Several elephants were used to give rides to visitors. They had large, metal ‘howdah’ seats tied to their backs, so that they could carry two people plus their handler. The handler carried an ankus (stick with a metal hook on the end) which he used to control the elephants. When not being used for rides, the elephants were held in concrete-floored areas, tethered to metal railings by short ropes.
Crocodile ‘wrestling’ shows were put on in which the animals were manhandled and climbed upon by the handlers. They were kicked, hit and had their mouths pulled wide open and their tails yanked in front of an audience of just a few people. The crocodiles appeared to have various small sores on their bodies and possibly fungal infections. Young crocodiles were being used for visitor handling and as ‘props’ for souvenir photographs. Their mouths had been taped tightly shut in an attempt to make them safer to handle.

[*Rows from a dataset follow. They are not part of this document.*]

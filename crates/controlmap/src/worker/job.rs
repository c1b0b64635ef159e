use std::fmt;
use std::path::PathBuf;

use chrono::{DateTime, Utc};
use serde::{Deserialize, Serialize};

use crate::mapping::MappingSummary;

#[derive(Debug, Clone, Copy, Serialize, Deserialize, PartialEq, Eq, Hash)]
#[serde(rename_all = "snake_case")]
pub enum JobStatus {
    Pending,
    Running,
    Completed,
    Failed,
}

impl JobStatus {
    pub fn as_str(&self) -> &'static str {
        match self {
            JobStatus::Pending => "pending",
            JobStatus::Running => "running",
            JobStatus::Completed => "completed",
            JobStatus::Failed => "failed",
        }
    }

    pub fn is_terminal(&self) -> bool {
        matches!(self, JobStatus::Completed | JobStatus::Failed)
    }

    /// `pending -> running -> completed|failed`. A pending job may also fail
    /// directly when its batch is cancelled before it starts.
    pub fn can_transition_to(&self, next: JobStatus) -> bool {
        matches!(
            (self, next),
            (JobStatus::Pending, JobStatus::Running)
                | (JobStatus::Pending, JobStatus::Failed)
                | (JobStatus::Running, JobStatus::Completed)
                | (JobStatus::Running, JobStatus::Failed)
        )
    }
}

impl fmt::Display for JobStatus {
    fn fmt(&self, f: &mut fmt::Formatter<'_>) -> fmt::Result {
        f.write_str(self.as_str())
    }
}

/// On-disk location of a completed job's outputs.
#[derive(Debug, Clone, PartialEq, Eq, Serialize, Deserialize)]
pub struct ArtifactRefs {
    pub json: PathBuf,
    pub excel: PathBuf,
}

#[derive(Debug, Clone, Copy, PartialEq, Eq, Serialize, Deserialize)]
#[serde(rename_all = "snake_case")]
pub enum ArtifactKind {
    Json,
    Excel,
}

impl ArtifactKind {
    pub fn as_str(&self) -> &'static str {
        match self {
            ArtifactKind::Json => "json",
            ArtifactKind::Excel => "excel",
        }
    }

    pub fn content_type(&self) -> &'static str {
        match self {
            ArtifactKind::Json => "application/json",
            ArtifactKind::Excel => {
                "application/vnd.openxmlformats-officedocument.spreadsheetml.sheet"
            }
        }
    }
}

impl std::str::FromStr for ArtifactKind {
    type Err = crate::error::ValidationError;

    fn from_str(s: &str) -> Result<Self, Self::Err> {
        match s {
            "json" => Ok(ArtifactKind::Json),
            "excel" => Ok(ArtifactKind::Excel),
            other => Err(crate::error::ValidationError::InvalidArtifactKind(
                other.to_string(),
            )),
        }
    }
}

/// One provider's unit of work inside a batch.
///
/// Only the runner driving the job writes to it, through [`BatchStore`].
///
/// [`BatchStore`]: crate::broadcast::BatchStore
#[derive(Debug, Clone, PartialEq, Serialize, Deserialize)]
pub struct Job {
    pub id: String,
    pub batch_id: String,
    pub provider: String,
    pub status: JobStatus,
    pub progress_percentage: u8,
    pub progress_message: String,
    pub error_message: Option<String>,
    pub summary: Option<MappingSummary>,
    pub artifacts: Option<ArtifactRefs>,
    pub created_at: DateTime<Utc>,
    pub updated_at: DateTime<Utc>,
    pub started_at: Option<DateTime<Utc>>,
    pub completed_at: Option<DateTime<Utc>>,
}

impl Job {
    pub fn pending(batch_id: &str, provider: &str, now: DateTime<Utc>) -> Self {
        Self {
            id: uuid::Uuid::new_v4().to_string(),
            batch_id: batch_id.to_string(),
            provider: provider.to_string(),
            status: JobStatus::Pending,
            progress_percentage: 0,
            progress_message: "Waiting to start".to_string(),
            error_message: None,
            summary: None,
            artifacts: None,
            created_at: now,
            updated_at: now,
            started_at: None,
            completed_at: None,
        }
    }

    pub fn artifact(&self, kind: ArtifactKind) -> Option<&PathBuf> {
        if self.status != JobStatus::Completed {
            return None;
        }
        self.artifacts.as_ref().map(|a| match kind {
            ArtifactKind::Json => &a.json,
            ArtifactKind::Excel => &a.excel,
        })
    }
}

/// A run of one configuration over all of its providers.
#[derive(Debug, Clone, PartialEq, Serialize, Deserialize)]
pub struct Batch {
    pub id: String,
    pub configuration_id: String,
    pub upload_id: String,
    pub framework_name: String,
    /// Same order as the configuration's providers.
    pub job_ids: Vec<String>,
    pub created_at: DateTime<Utc>,
    pub completed_at: Option<DateTime<Utc>>,
}

impl Batch {
    /// Creates the batch together with one pending job per provider.
    pub fn with_jobs(
        configuration_id: &str,
        upload_id: &str,
        framework_name: &str,
        providers: &[String],
    ) -> (Self, Vec<Job>) {
        let now = Utc::now();
        let id = uuid::Uuid::new_v4().to_string();
        let jobs: Vec<Job> = providers
            .iter()
            .map(|provider| Job::pending(&id, provider, now))
            .collect();

        let batch = Self {
            id,
            configuration_id: configuration_id.to_string(),
            upload_id: upload_id.to_string(),
            framework_name: framework_name.to_string(),
            job_ids: jobs.iter().map(|j| j.id.clone()).collect(),
            created_at: now,
            completed_at: None,
        };
        (batch, jobs)
    }
}
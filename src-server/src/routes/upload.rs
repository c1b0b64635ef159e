use axum::extract::{Multipart, State};
use axum::Json;

use controlmap::error::ValidationError;
use controlmap::intake::UploadResponse;

use crate::error::{ApiError, ApiResult};
use crate::state::AppState;

const FILE_FIELD: &str = "file";

/// POST /upload
///
/// Expects a multipart form with a `file` part. Extraction runs on the
/// blocking pool since PDF and workbook parsing is synchronous.
pub async fn upload(
    State(state): State<AppState>,
    mut multipart: Multipart,
) -> ApiResult<Json<UploadResponse>> {
    let mut file: Option<(String, Vec<u8>)> = None;

    while let Some(field) = multipart
        .next_field()
        .await
        .map_err(|e| ApiError::BadRequest(e.to_string()))?
    {
        if field.name() != Some(FILE_FIELD) {
            continue;
        }
        let filename = field.file_name().unwrap_or_default().to_string();
        let bytes = field
            .bytes()
            .await
            .map_err(|e| ApiError::BadRequest(e.to_string()))?;
        file = Some((filename, bytes.to_vec()));
        break;
    }

    let (filename, content) = file.ok_or(ValidationError::MissingFilename)?;
    let response = state
        .blocking(move |service| service.upload(&filename, &content))
        .await??;

    Ok(Json(response))
}
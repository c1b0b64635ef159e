use std::io::Write;
use std::path::{Path, PathBuf};

use log::warn;

use crate::error::StorageError;

/// Filesystem layout for uploaded documents and job artifacts.
///
/// ```text
/// <upload_directory>/<upload_id><ext>
/// <output_directory>/<job_id>/<framework>_<provider>.{json,xlsx}
/// ```
pub struct FileStorage {
    upload_directory: PathBuf,
    output_directory: PathBuf,
}

impl FileStorage {
    pub fn new<P: AsRef<Path>, Q: AsRef<Path>>(upload_directory: P, output_directory: Q) -> Self {
        Self {
            upload_directory: upload_directory.as_ref().to_path_buf(),
            output_directory: output_directory.as_ref().to_path_buf(),
        }
    }

    pub fn upload_directory(&self) -> &Path {
        &self.upload_directory
    }

    pub fn output_directory(&self) -> &Path {
        &self.output_directory
    }

    /// Stores an uploaded document as `<upload_id><extension>`.
    pub fn store_upload(
        &self,
        upload_id: &str,
        extension: &str,
        content: &[u8],
    ) -> Result<PathBuf, StorageError> {
        self.ensure_directory(&self.upload_directory)?;
        let path = self
            .upload_directory
            .join(format!("{}{}", upload_id, extension.to_lowercase()));
        write_new(&path, content)?;
        Ok(path)
    }

    /// Best-effort removal of a stored upload whose processing failed.
    pub fn discard_upload(&self, path: &Path) {
        if let Err(e) = std::fs::remove_file(path) {
            warn!("Failed to remove upload {}: {}", path.display(), e);
        }
    }

    /// Writes every artifact of one job into `<output>/<job_id>/`.
    ///
    /// Either all files are written or none remain: a failure part way removes
    /// what was already written.
    pub fn store_artifacts(
        &self,
        job_id: &str,
        files: &[(String, Vec<u8>)],
    ) -> Result<Vec<PathBuf>, StorageError> {
        let dir_path = self.output_directory.join(job_id);
        self.ensure_directory(&dir_path)?;

        let mut written = Vec::with_capacity(files.len());
        for (name, content) in files {
            let path = dir_path.join(name);
            match write_new(&path, content) {
                Ok(()) => written.push(path),
                Err(e) => {
                    remove_partial(&dir_path, &written);
                    return Err(e);
                }
            }
        }

        Ok(written)
    }

    /// Removes a job's artifact directory, for outputs that were written but
    /// never recorded on the job.
    pub fn discard_artifacts(&self, job_id: &str) {
        let dir_path = self.output_directory.join(job_id);
        if dir_path.exists() {
            if let Err(e) = std::fs::remove_dir_all(&dir_path) {
                warn!("Failed to remove artifacts {}: {}", dir_path.display(), e);
            }
        }
    }

    pub fn read(&self, path: &Path) -> Result<Vec<u8>, StorageError> {
        std::fs::read(path).map_err(|e| StorageError::ReadFile {
            path: path.to_path_buf(),
            source: e,
        })
    }

    fn ensure_directory(&self, path: &Path) -> Result<(), StorageError> {
        if !path.exists() {
            std::fs::create_dir_all(path).map_err(|e| StorageError::CreateDirectory {
                path: path.to_path_buf(),
                source: e,
            })?;
        }
        Ok(())
    }
}

/// Creates `path` exclusively (O_CREAT | O_EXCL) and writes `content`.
fn write_new(path: &Path, content: &[u8]) -> Result<(), StorageError> {
    let mut file = match std::fs::OpenOptions::new()
        .write(true)
        .create_new(true)
        .open(path)
    {
        Ok(file) => file,
        Err(e) if e.kind() == std::io::ErrorKind::AlreadyExists => {
            return Err(StorageError::FileExists(path.to_path_buf()));
        }
        Err(e) => {
            return Err(StorageError::WriteFile {
                path: path.to_path_buf(),
                source: e,
            });
        }
    };

    if let Err(e) = file.write_all(content).and_then(|_| file.sync_all()) {
        drop(file);
        let _ = std::fs::remove_file(path);
        return Err(StorageError::WriteFile {
            path: path.to_path_buf(),
            source: e,
        });
    }

    Ok(())
}

fn remove_partial(dir_path: &Path, written: &[PathBuf]) {
    for path in written {
        if let Err(e) = std::fs::remove_file(path) {
            warn!("Failed to remove partial artifact {}: {}", path.display(), e);
        }
    }
    // Only succeeds when nothing else lives in the job directory.
    let _ = std::fs::remove_dir(dir_path);
}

There was a designated area at the zoo where other exploitative animal shows took place. Orangutans dressed in clothes have been trained to perform humanised behaviours, such as boxing, riding bicycles and hula-hooping. One orangutan was made to stand on a podium and comically pull his trousers down. They were also made to pose for photos with the paying public, as was a macaque monkey, dressed in a children’s’ clothes with a metal collar around its neck and attached to rope lead.
There were also circus-style shows using seven tigers. They had been trained to jump through burning hoops of fire, balance on podiums and stand up on their hind legs on command. The tigers often appeared to be quite agitated, letting out various growls and snarls.
Born Free continues to raise awareness of animal exploitation in zoos and encourages tourists not to support it.
We are calling on the Cambodian authorities and zoo industry associations to take action to address the conditions and treatment of animals at Phnom Penh Safari Zoo.